This case is one of the most interesting cases I have heard about. A true testament to the concept that with bedside US, know what normal looks like well – because if you see something that doesn’t look normal, you may not know what it is sometimes, but it’s not normal and it’s time to explore further. One of our stellar EM residents, Dr. Natatcha Chough, went to the bedside of this patient who was brought by ambulance with appreciable diaphoresis. He was 57 yrs old, c/o gradual onset of chest pressure radiating to his back for 40 minutes (which had resolved after paramedics gave nitroglycerin), feeling light head, with associated shortness of breath, wheezing. He had a history of hypertension and aortic coarctation repaired as a child and at age 20, no history of asthma/COPD, and takes Metoprolol daily.
His vitals: T 36.3 RR 24 HR 83 BP 87/55 O2 sat 93% RA
His exam: In no distress, is diaphoretic, pale, alert and oriented x4, regular rate with equal pulses with no JVD or peripheral edema, wheezing bilaterally most on left side with decreased left breath sounds and no trachea deviation, neurologically intact without deficits.

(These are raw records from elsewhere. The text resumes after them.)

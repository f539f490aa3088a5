//! Virtual user contract.

use crate::duration::{parse_duration, DurationParseError};
use async_trait::async_trait;
use rand::Rng;
use std::str::FromStr;
use std::time::Duration;

/// Error returned when a virtual user fails to initialize.
pub type UserError = Box<dyn std::error::Error + Send + Sync>;

/// A simulated concurrent client.
///
/// The runner calls `on_start` once, then `task` repeatedly with the
/// configured wait in between, then `on_stop` once. A user is never stopped
/// while `task` is running.
#[async_trait]
pub trait VirtualUser: Send {
    /// Initialize the user. An error aborts this user only.
    async fn on_start(&mut self) -> Result<(), UserError> {
        Ok(())
    }

    /// Run one unit of work.
    async fn task(&mut self);

    async fn on_stop(&mut self) {}
}

/// Delay between two consecutive tasks of the same user.
#[derive(Debug, Clone, Copy, PartialEq, Eq)]
pub enum WaitTime {
    /// Always wait the same amount
    Constant(Duration),
    /// Wait a uniformly random amount in `[min, max]`
    Between(Duration, Duration),
}

impl Default for WaitTime {
    fn default() -> Self {
        WaitTime::Constant(Duration::from_secs(1))
    }
}

impl WaitTime {
    /// Pick the next delay.
    pub fn next_delay<R: Rng>(&self, rng: &mut R) -> Duration {
        match *self {
            WaitTime::Constant(delay) => delay,
            WaitTime::Between(min, max) if max > min => {
                let millis = rng.gen_range(min.as_millis()..=max.as_millis());
                Duration::from_millis(millis as u64)
            }
            WaitTime::Between(min, _) => min,
        }
    }
}

impl FromStr for WaitTime {
    type Err = DurationParseError;

    /// Parse `"1s"` as a constant wait or `"1s..3s"` as a random wait.
    fn from_str(s: &str) -> Result<Self, Self::Err> {
        match s.split_once("..") {
            Some((min, max)) => {
                let (min, max) = (parse_duration(min)?, parse_duration(max)?);
                if max < min {
                    return Err(DurationParseError::Invalid(s.trim().to_string()));
                }
                Ok(WaitTime::Between(min, max))
            }
            None => Ok(WaitTime::Constant(parse_duration(s)?)),
        }
    }
}

#[cfg(test)]
mod tests {
    use super::*;
    use rand::rngs::StdRng;
    use rand::SeedableRng;

    #[test]
    fn test_constant_wait() {
        let mut rng = StdRng::seed_from_u64(42);
        let wait = WaitTime::Constant(Duration::from_millis(250));

        for _ in 0..10 {
            assert_eq!(wait.next_delay(&mut rng), Duration::from_millis(250));
        }
    }

    #[test]
    fn test_between_wait_in_range() {
        let mut rng = StdRng::seed_from_u64(42);
        let wait = WaitTime::Between(Duration::from_millis(100), Duration::from_millis(200));

        for _ in 0..100 {
            let delay = wait.next_delay(&mut rng);
            assert!(delay >= Duration::from_millis(100));
            assert!(delay <= Duration::from_millis(200));
        }
    }

    #[test]
    fn test_between_with_inverted_bounds_uses_min() {
        let mut rng = StdRng::seed_from_u64(42);
        let wait = WaitTime::Between(Duration::from_millis(300), Duration::from_millis(100));

        assert_eq!(wait.next_delay(&mut rng), Duration::from_millis(300));
    }

    #[test]
    fn test_parse_wait_time() {
        assert_eq!(
            "250ms".parse::<WaitTime>().unwrap(),
            WaitTime::Constant(Duration::from_millis(250))
        );
        assert_eq!(
            "1s..3s".parse::<WaitTime>().unwrap(),
            WaitTime::Between(Duration::from_secs(1), Duration::from_secs(3))
        );
        assert_eq!(
            "500ms .. 2s".parse::<WaitTime>().unwrap(),
            WaitTime::Between(Duration::from_millis(500), Duration::from_secs(2))
        );
    }

    #[test]
    fn test_parse_wait_time_errors() {
        assert_eq!(
            "3s..1s".parse::<WaitTime>(),
            Err(DurationParseError::Invalid("3s..1s".to_string()))
        );
        assert_eq!("1s..".parse::<WaitTime>(), Err(DurationParseError::Empty));
        assert!("fast".parse::<WaitTime>().is_err());
    }

    #[test]
    fn test_default_wait_is_one_second() {
        assert_eq!(
            WaitTime::default(),
            WaitTime::Constant(Duration::from_secs(1))
        );
    }
}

He was placed on supplemental oxygen, 2 large bore IVs placed and IV fluid boluses started. An EKG showed normal sinus rhythm with 1 mm ST depression in V5, V6 without ST elevation. A RUSH exam (PUMP, TANK, PIPES) was initiated to evaluate for the etiology of shock.
The Pump was evaluated through a subxiphoid view only as the parasternal long/short views were unobtainable with poor image quality:
A possible small pericardial effusion was appreciated, without evidence of tamponade, with good contractility, without evidence of pump failure or severe CHF being the causes of shock.
The Tank was then evaluated through an EFAST and IVC (the chest was not explored for B lines)
So, there is a small pleural effusion seen on the left side without evidence of intraperitoneal fluid. The suprapubic view was also negative for fluid.
That left side had no lung sliding and a stratosphere sign on M Mode, that’s the first thing that Dr. Chough appreciated, but it was also unclear as to why it was so echogenic (gray) beneath the pleural line. He had no signs of tension pneumothorax on clinical exam, so instead of performing a needle thoracostomy and chest tube, she aborted the rest of the RUSH and ordered a stat Chest XR:
Given the above findings of a dilated aortic knob and correlating that to the small pericardial effusion, left sided pleural effusion, and clinical findings, she realized what she was seeing was a ruptured ascending thoracic aneurysm (with blood entering the pericardial space and the leaking blood collecting on the left side of his chest – as the aorta is situated on the left side and that’s where blood will go). His HR remained between 55-65 and his BP remained between 70s-100s with normal mentation. A stat CT angio of his chest was ordered and cardiothoracic surgery was called. As I dont usually provide CT images, this one was an interesting one and explained why Dr. Chough saw gray on the left anterior chest beneath the pleural line:
It was clotted blood adjacent to the 6×6 cm saccular thoracic aneurysm that started distal to his left subclavian artery. It was a good thing she didnt stick a needle in that, relied on her physical exam, and correlated her US findings to it. The radiologists states that this aortic rupture likely occurred a couple days earlier, with clot formation in the left chest and around the aortic knob but with continued leaking of blood. It’s amazing this guy is still alive! The surgeons debated on whether to take the patient to the cath lab versus the OR due to his prior surgery and possible scarring, and finally took him to the OR where he ad endovascular aortic repair and is doing well today.